Hope Finally Springs Eternal
I’ll admit it – I was pretty negative about the off season. After the Andrew Cashner signing, I was pretty sure that the O’s were done – patting themselves on the back for an off season well done, and looking ahead to a season that was sure to disappoint. Watching Lance Lynn sign elsewhere on a one-year, $12MM deal did nothing to dispel those feelings.
I was wrong, and the crow is delicious.
Alex Cobb was probably as best O’s fans could have hoped for this off-season, and the Orioles went and got him. Finally, we had something to be excited about – finally, we could reasonably hope this team might compete.
And what better way to enter Opening Day than to root for a team where – if enough things go their way – could be playing meaningful games in September? Excitement built from the end of Spring Training, directly into Opening Day. A lot is going to have to go right for the Orioles to return to the playoffs in 2018. But it’s nice to feel a little less silly when we ask “why not?”

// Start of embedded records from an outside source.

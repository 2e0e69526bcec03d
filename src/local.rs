//! Renders the whole grid inside one process, without a farm.  The
//! single-threaded render is the reference the farmed one must match
//! cell for cell; the threaded one shares the grid out a row at a time.

use crossbeam;
use std::iter::Enumerate;
use std::slice::ChunksMut;
use std::sync::{Arc, Mutex};

use errors::{Error, Result};
use planes::{Pixel, PlaneMapper};

type RowsType<'a> = Arc<Mutex<Enumerate<ChunksMut<'a, u32>>>>;

/// Takes a plane and a limit (the number of iterations to conduct
/// per cell) and computes the escape time of every cell.
pub struct LocalRenderer {
    plane: PlaneMapper,
    limit: u32,
}

impl LocalRenderer {
    /// Requires the plane mapping and the iteration cap.
    pub fn new(plane: PlaneMapper, limit: u32) -> Self {
        LocalRenderer { plane, limit }
    }

    /// The main function for single-threaded renders.  Walks the grid
    /// row by row.
    pub fn render_single(&self) -> Vec<u32> {
        let mut buffer = vec![0 as u32; self.plane.len()];
        let cols = self.plane.shape.cols;
        for (row, line) in buffer.chunks_mut(cols).enumerate() {
            for (column, cell) in line.iter_mut().enumerate() {
                *cell = self.plane.evaluate(&Pixel(column, row), self.limit);
            }
        }
        buffer
    }

    /// A multi-threaded version of the render function that takes a
    /// thread count.  Threads pull rows from a shared iterator until
    /// none are left.
    pub fn render(&self, threads: usize) -> Result<Vec<u32>> {
        let mut buffer = vec![0 as u32; self.plane.len()];
        let cols = self.plane.shape.cols;
        {
            let rows: RowsType = Arc::new(Mutex::new(buffer.chunks_mut(cols).enumerate()));
            crossbeam::scope(|spawner| {
                for _ in 0..threads.max(1) {
                    let rows = rows.clone();
                    spawner.spawn(move |_| loop {
                        let next = match rows.lock() {
                            Ok(mut rows) => rows.next(),
                            Err(_) => None,
                        };
                        match next {
                            Some((row, line)) => {
                                for (column, cell) in line.iter_mut().enumerate() {
                                    *cell = self.plane.evaluate(&Pixel(column, row), self.limit);
                                }
                            }
                            None => {
                                break;
                            }
                        }
                    });
                }
            })
            .map_err(|_| Error::RankPanicked)?;
        }
        Ok(buffer)
    }
}
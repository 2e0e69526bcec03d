//! Framing of the messages that travel between ranks.
//!
//! Every frame starts with a fixed header of five little-endian `i64`
//! words, `[kind, origin0, origin1, extent0, extent1]`, and result
//! frames follow it with the computed values as little-endian `u32`.
//! A span uses `origin0` for its offset and `extent0` for its length.
//! A negative kind is the stop signal.

use channel::Tag;
use errors::{Error, Result};
use tasks::Task;

const KIND_SPAN: i64 = 0;
const KIND_BLOCK: i64 = 1;
const KIND_STOP: i64 = -1;

const HEADER_WORDS: usize = 5;

/// Length of the header in bytes.
pub const HEADER_LEN: usize = HEADER_WORDS * 8;

/// Length in bytes of a frame carrying `cells` values.
pub fn max_frame_len(cells: usize) -> usize {
    HEADER_LEN + cells * 4
}

/// Like `max_frame_len`, or `None` if the length overflows.
pub fn checked_frame_len(cells: usize) -> Option<usize> {
    cells.checked_mul(4)?.checked_add(HEADER_LEN)
}

/// A decoded message.
#[derive(Clone, Debug, PartialEq)]
pub enum Frame {
    /// A task to compute.
    Work(Task),
    /// A computed task: one value per cell, in the task's row-major order.
    Result {
        /// The task the values belong to.
        task: Task,
        /// Iteration counts.
        values: Vec<u32>,
    },
    /// No more work.
    Stop,
}

impl Frame {
    /// The tag the frame is sent with.
    pub fn tag(&self) -> Tag {
        match *self {
            Frame::Work(_) => Tag::Work,
            Frame::Result { .. } => Tag::Result,
            Frame::Stop => Tag::Stop,
        }
    }

    /// Serialize the frame, header first.
    pub fn encode(&self) -> Vec<u8> {
        let (header, values) = match *self {
            Frame::Work(ref task) => (task_header(task), &[][..]),
            Frame::Result {
                ref task,
                ref values,
            } => (task_header(task), values.as_slice()),
            Frame::Stop => ([KIND_STOP, 0, 0, 0, 0], &[][..]),
        };
        let mut bytes = Vec::with_capacity(max_frame_len(values.len()));
        for word in &header {
            bytes.extend_from_slice(&word.to_le_bytes());
        }
        for value in values {
            bytes.extend_from_slice(&value.to_le_bytes());
        }
        bytes
    }

    /// Parse a frame received with `tag`.  The tag, the header and the
    /// payload length must all agree.
    pub fn decode(tag: Tag, bytes: &[u8]) -> Result<Frame> {
        if bytes.len() < HEADER_LEN {
            return Err(Error::protocol(format!(
                "{} byte frame is shorter than its header",
                bytes.len()
            )));
        }
        let (head, body) = bytes.split_at(HEADER_LEN);
        let mut header = [0i64; HEADER_WORDS];
        for (word, chunk) in header.iter_mut().zip(head.chunks(8)) {
            let mut raw = [0u8; 8];
            raw.copy_from_slice(chunk);
            *word = i64::from_le_bytes(raw);
        }

        if header[0] == KIND_STOP || tag == Tag::Stop {
            if header[0] != KIND_STOP || tag != Tag::Stop || !body.is_empty() {
                return Err(Error::protocol(format!(
                    "malformed stop: tag {:?}, header {:?}, {} payload bytes",
                    tag,
                    header,
                    body.len()
                )));
            }
            return Ok(Frame::Stop);
        }

        let task = header_task(&header)?;
        let expected = task
            .checked_len()
            .and_then(|cells| cells.checked_mul(4))
            .ok_or_else(|| Error::protocol(format!("{:?} is too large to frame", task)))?;
        match tag {
            Tag::Work if body.is_empty() => Ok(Frame::Work(task)),
            Tag::Work => Err(Error::protocol(format!(
                "work frame for {:?} carries {} payload bytes",
                task,
                body.len()
            ))),
            Tag::Result => {
                if body.len() != expected {
                    return Err(Error::protocol(format!(
                        "result for {:?} carries {} bytes, expected {}",
                        task,
                        body.len(),
                        expected
                    )));
                }
                let values = body
                    .chunks(4)
                    .map(|chunk| {
                        let mut raw = [0u8; 4];
                        raw.copy_from_slice(chunk);
                        u32::from_le_bytes(raw)
                    })
                    .collect();
                Ok(Frame::Result { task, values })
            }
            Tag::Stop => unreachable!(),
        }
    }
}

fn task_header(task: &Task) -> [i64; HEADER_WORDS] {
    match *task {
        Task::Span { offset, len } => [KIND_SPAN, offset as i64, 0, len as i64, 0],
        Task::Block {
            row,
            col,
            height,
            width,
        } => [
            KIND_BLOCK,
            row as i64,
            col as i64,
            height as i64,
            width as i64,
        ],
    }
}

fn header_task(header: &[i64; HEADER_WORDS]) -> Result<Task> {
    if header[1..].iter().any(|&word| word < 0) {
        return Err(Error::protocol(format!("negative field in header {:?}", header)));
    }
    let field = |i: usize| header[i] as usize;
    match header[0] {
        KIND_SPAN => Ok(Task::Span {
            offset: field(1),
            len: field(3),
        }),
        KIND_BLOCK => Ok(Task::Block {
            row: field(1),
            col: field(2),
            height: field(3),
            width: field(4),
        }),
        kind => Err(Error::protocol(format!("unknown frame kind {}", kind))),
    }
}
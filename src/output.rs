//! Writes a finished grid out as text: the viewport on the first line,
//! then one line per row of iteration counts.

use std::io::Write;

use errors::Result;
use grid::Grid;
use planes::Viewport;

/// Write `grid` to `out`.  The first line is `xmin ymin dx dy`; each
/// following line is a row, values separated by single spaces.
pub fn write_grid<W: Write>(out: &mut W, viewport: &Viewport, grid: &Grid) -> Result<()> {
    writeln!(
        out,
        "{} {} {} {}",
        viewport.xmin, viewport.ymin, viewport.dx, viewport.dy
    )?;
    for row in grid.rows()? {
        let line: Vec<String> = row.iter().map(|v| v.to_string()).collect();
        writeln!(out, "{}", line.join(" "))?;
    }
    out.flush()?;
    Ok(())
}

OK, I’ll be that guy: I’ll trash Brad Brach for tossing one “bad” inning, after only one game has been played. Brad Brach deserved better than what he got on Opening Day. Chris Davis let him down in the field, and the damage was done on a bloop single.
That aside, Brach has never satisfied me as a replacement for Zach Britton. Admittedly, you don’t just replace Britton without some drop off, and it’s possible that O’s fans have become spoiled in this area. If Brach cannot get himself together in the ninth inning, I would rather Buck use him in other high-leverage situations, in which he has excelled in the past. The luxuries of Darren O’Day and Mychal Givens in the same bullpen mean that the Orioles don’t have to depend on Brach to close games.
I’m not sure how long a leash Brach has as the short-term closer, but I wanted it to be short before the rough ninth inning on Opening Day.
The Supporting Cast
I was recently a guest on the Locked On Orioles podcast, and noting bottom of Thursday’s lineup, said “the Orioles are depending on guys like Colby Rasmus, Pedro Alvarez, Craig Gentry, and Danny Valencia. What a time to be alive!”
Call me a glass-half-empty kind of guy (I’ve been called worse), but I worry that the supporting cast the Orioles have put together doesn’t leave much margin of error for the headliners. In a 162 game season, the likes of Manny Machado, Jonathan Schoop, and Adam Jones won’t always be able to save the day. Slumps happen.
I suppose it’s important to remind myself that the Orioles played guys like Lew Ford and Ryan Flaherty in the playoffs. Or that Gentry proved his utility in Thursday’s game by making two excellent catches.
Still, I hope Buck truly likes these guys, because I’m not sold on them.